With the recent advance of artificial intelligence technologies and digital whole-slide images (WSIs), it is possible to identify novel biomarkers from automatically segmented histological components [11]. Previous studies conducted automatic quantification of TILs based on multiplex immunofluorescence WSIs, suggesting that TILs combined with other risk factors can improve the accuracy of prognosis prediction in CRC patients [12, 13]. Therefore, inspired by previous observations [5, 7, 10], we postulate that describing the immune infiltration lymphocytes (CD3+ and CD8+ T-cells) in the stroma region using a deep learning approach could further refine the prognostic stratification of patients with stage II–III CRC.

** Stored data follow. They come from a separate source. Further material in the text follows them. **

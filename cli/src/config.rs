use anyhow::{Context, Result};
use directories::ProjectDirs;
use std::path::{Path, PathBuf};

/// Overrides the database location, e.g. for a shared household file.
pub const DB_ENV_VAR: &str = "LARDER_DB";

pub struct Config {
    pub db_path: PathBuf,
    pub data_dir: PathBuf,
}

impl Config {
    pub fn load() -> Result<Self> {
        let proj_dirs =
            ProjectDirs::from("", "", "larder").context("Could not determine home directory")?;

        let data_dir = proj_dirs.data_dir().to_path_buf();
        std::fs::create_dir_all(&data_dir)
            .with_context(|| format!("Failed to create data directory: {}", data_dir.display()))?;

        let db_path = match std::env::var_os(DB_ENV_VAR) {
            Some(path) if !path.is_empty() => PathBuf::from(path),
            _ => data_dir.join("larder.db"),
        };
        tracing::debug!(db = %db_path.display(), "resolved database path");

        Ok(Config { db_path, data_dir })
    }

    /// Load the API key from disk, or generate a new one.
    ///
    /// Returns `(key, newly_created)` where `newly_created` is true when a
    /// fresh key was just generated (first run).
    pub fn load_or_create_api_key(&self) -> Result<(String, bool)> {
        load_or_create_api_key_in(&self.data_dir)
    }
}

fn load_or_create_api_key_in(data_dir: &Path) -> Result<(String, bool)> {
    use rand::Rng;
    use std::fmt::Write;

    let path = data_dir.join("api_key");

    if path.exists() {
        let key = std::fs::read_to_string(&path).context("Failed to read API key file")?;
        let key = key.trim().to_string();
        if !key.is_empty() {
            return Ok((key, false));
        }
    }

    let bytes: [u8; 32] = rand::rng().random();
    let key = bytes
        .iter()
        .fold(String::with_capacity(64), |mut acc: String, b| {
            let _ = write!(acc, "{b:02x}");
            acc
        });
    std::fs::write(&path, &key).context("Failed to write API key file")?;
    #[cfg(unix)]
    {
        use std::os::unix::fs::PermissionsExt;
        std::fs::set_permissions(&path, std::fs::Permissions::from_mode(0o600))
            .context("Failed to set API key file permissions")?;
    }
    eprintln!("Generated new API key: {key}");
    eprintln!("Include in requests: Authorization: Bearer {key}");
    Ok((key, true))
}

Therefore, the goal of this study is to propose a deep learning-based pipeline for fully automated quantification of immune infiltration within the stroma region on the immunohistochemical (IHC) WSIs and further analyze its prognostic value in patients with CRC.

Methods

Patients and follow up

This retrospective study was approved by the Research Ethics Committee of Guangdong Provincial People's Hospital (Cohort 1) and the Sixth Affiliated Hospital of Sun Yat-sen University (Cohort 2), and the informed consent was waived. The institutional medical record database was analyzed to identify patients with histologically confirmed stage II–III CRC patients who underwent surgical resection with curative intent from Mar 2009 to Dec 2014 at Cohort 1 and Jan 2013 to Dec 2014 at Cohort 2. Patients with follow-up information and IHC (CD3 and CD8) WSIs available were included in the study. Patients who received neoadjuvant therapy or died within 30 days after surgery were excluded. Moreover, patients with incomplete clinical information and poor image quality were also excluded. After enrollment, patients from Cohort 1 were randomly divided into two groups: 60% of patients formed the development group, whereas 40% formed the internal validation group. Patients from Cohort 2 formed the external validation group.

Clinicopathological factors were collected from medical records, including age, sex, tumor site (colon/rectum), T-category, N-category, TNM stage, microsatellite instability (MSI) status, and treatment modalities. MSI status was determined by IHC with the expression of mismatch repair proteins (MLH1, MSH2, MSH6, and PMS2) and classified as MSI and microsatellite stable (MSS). The outcome of interest was overall survival (OS). The follow-up methods included clinical consultations, medical records reviews, and telephone interviews.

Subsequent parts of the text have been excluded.